Tubular TiC fibre nanostructures as supercapacitor electrode materials with stable cycling life and wide-temperature performance

Highly active electrode materials with judicious design of nanostructure are important for the construction of high-performance electrochemical energy storage devices. In this work, we have fabricated a tubular TiC fibre cloth as an interesting type of stable supercapacitive material. Hollow microfibres of TiC are synthesized by carbothermal treatment of commercial T-shirt cotton fibres. To demonstrate the rationale of nanostructuring in energy storage, the hollow fibres are further covered by interwoven TiC nanotube branches, forming 3D tubular all-TiC hierarchical fibres with high electrical conductivity, high surface area, and high porosity.
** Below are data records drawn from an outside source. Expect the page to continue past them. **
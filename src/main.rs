use bt_client::command::CommandExecutor;
use bt_client::connection::{ClientConfig, ClientEvent, Supervisor, TransportMode};
use bt_client::transport::{LinkAdapter, RfcommAdapter, RfcommConfig, TcpAdapter};
use clap::Parser;
use std::sync::Arc;
use std::time::Duration;
use tokio::io::{AsyncBufReadExt, BufReader};
use tokio::sync::mpsc;

use tracing::{debug, error, info, warn};
use tracing_subscriber::{fmt, prelude::*, EnvFilter};

/// Persistent Bluetooth client driven by START / WRITE <payload> / STOP lines on stdin
#[derive(Debug, Parser)]
#[command(name = "bt-client", version)]
struct Args {
    /// Peer address (XX:XX:XX:XX:XX:XX)
    #[arg(long, env = "BT_CLIENT_ADDRESS")]
    address: String,

    /// Link backend
    #[arg(long, value_enum, env = "BT_CLIENT_MODE", default_value = "rfcomm")]
    mode: TransportMode,

    /// Fixed RFCOMM channel (resolved through the serial port profile when omitted)
    #[arg(long, env = "BT_CLIENT_CHANNEL")]
    channel: Option<u8>,

    /// TCP endpoint used in tcp-simulation mode
    #[arg(long, env = "BT_CLIENT_TCP_ADDRESS", default_value = "127.0.0.1:9000")]
    tcp_address: String,

    /// Pause between failed connect attempts in milliseconds
    #[arg(long, env = "BT_CLIENT_RETRY_MS", default_value_t = 500)]
    retry_ms: u64,

    /// Bound the write queue (unbounded when omitted)
    #[arg(long, env = "BT_CLIENT_QUEUE_CAPACITY")]
    queue_capacity: Option<usize>,

    /// Issue START immediately instead of waiting for it on stdin
    #[arg(long)]
    autostart: bool,
}

impl Args {
    fn config(&self) -> ClientConfig {
        ClientConfig {
            address: self.address.clone(),
            mode: self.mode,
            rfcomm: RfcommConfig {
                channel: self.channel,
                ..Default::default()
            },
            tcp_address: self.tcp_address.clone(),
            retry_interval: Duration::from_millis(self.retry_ms),
            write_queue_capacity: self.queue_capacity,
        }
    }
}

async fn build_adapter(config: &ClientConfig) -> Option<Arc<dyn LinkAdapter>> {
    match config.mode {
        TransportMode::Rfcomm => match RfcommAdapter::default_adapter(config.rfcomm.clone()).await {
            Ok(adapter) => Some(Arc::new(adapter) as Arc<dyn LinkAdapter>),
            Err(e) => {
                warn!("No Bluetooth adapter: {:#}", e);
                None
            }
        },
        TransportMode::TcpSimulation => {
            Some(Arc::new(TcpAdapter::new(config.tcp_address.clone())) as Arc<dyn LinkAdapter>)
        }
    }
}

#[tokio::main]
async fn main() -> anyhow::Result<()> {
    // Initialize tracing
    tracing_subscriber::registry()
        .with(fmt::layer().with_writer(std::io::stderr))
        .with(EnvFilter::from_default_env().add_directive(tracing::Level::INFO.into()))
        .init();

    let args = Args::parse();
    let config = args.config();

    info!("Bluetooth client starting");
    info!("  Peer: {}", config.address);
    info!("  Mode: {:?}", config.mode);

    let adapter = build_adapter(&config).await;
    let (event_tx, mut event_rx) = mpsc::unbounded_channel::<ClientEvent>();
    let supervisor = Supervisor::new(config, adapter, Arc::new(event_tx));
    let executor = CommandExecutor::new(supervisor.clone());

    if args.autostart {
        supervisor.start();
    }

    let mut lines = BufReader::new(tokio::io::stdin()).lines();
    let mut stdin_open = true;

    // Main event loop
    loop {
        tokio::select! {
            Some(event) = event_rx.recv() => handle_event(event),

            line = lines.next_line(), if stdin_open => match line {
                Ok(Some(line)) => {
                    if let Err(e) = executor.execute_line(&line) {
                        error!("Command failed: {}", e);
                    }
                }
                Ok(None) => {
                    debug!("stdin closed");
                    stdin_open = false;
                }
                Err(e) => {
                    error!("Failed to read command: {}", e);
                    stdin_open = false;
                }
            },

            _ = supervisor.terminated() => {
                error!("Supervisor terminated");
                break;
            }

            _ = tokio::signal::ctrl_c() => {
                info!("Interrupted, stopping");
                supervisor.stop();
                break;
            }
        }
    }

    // Flush whatever the workers posted on the way down
    while let Ok(event) = event_rx.try_recv() {
        handle_event(event);
    }
    Ok(())
}

fn handle_event(event: ClientEvent) {
    match event {
        ClientEvent::Status(state) => info!("Status: {}", state),
        ClientEvent::Error { kind, context } => {
            let context = context.unwrap_or_default();
            if kind.is_fatal() {
                error!("Error: {} {}", kind, context);
            } else {
                warn!("Error: {} {}", kind, context);
            }
        }
        ClientEvent::Message(frame) => {
            // Frames are the program's output
            println!("{}", frame);
        }
    }
}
For energy storage functions, organic symmetric supercapacitors based on the hollow fibre-nanotube (HFNT) TiC cloth electrodes are assembled and thoroughly characterized. The TiC-based electrodes show very stable capacitance in long charge-discharge cycles and at different temperatures. In particular, the integrated TiC HFNT cloth electrodes show a reasonably high capacitance (185 F g(-1) at 2 A g(-1)), better cycling stability at high-rates (e.g., 97% retention at room temperature after 150000 cycles, and 67% at -15 degrees C after 50000 cycles) than other control electrodes (e.g., pure carbon fibre cloths). It is envisaged that this 3D tubular TiC fibre cloth is also useful for solar cells and electrocatalysis.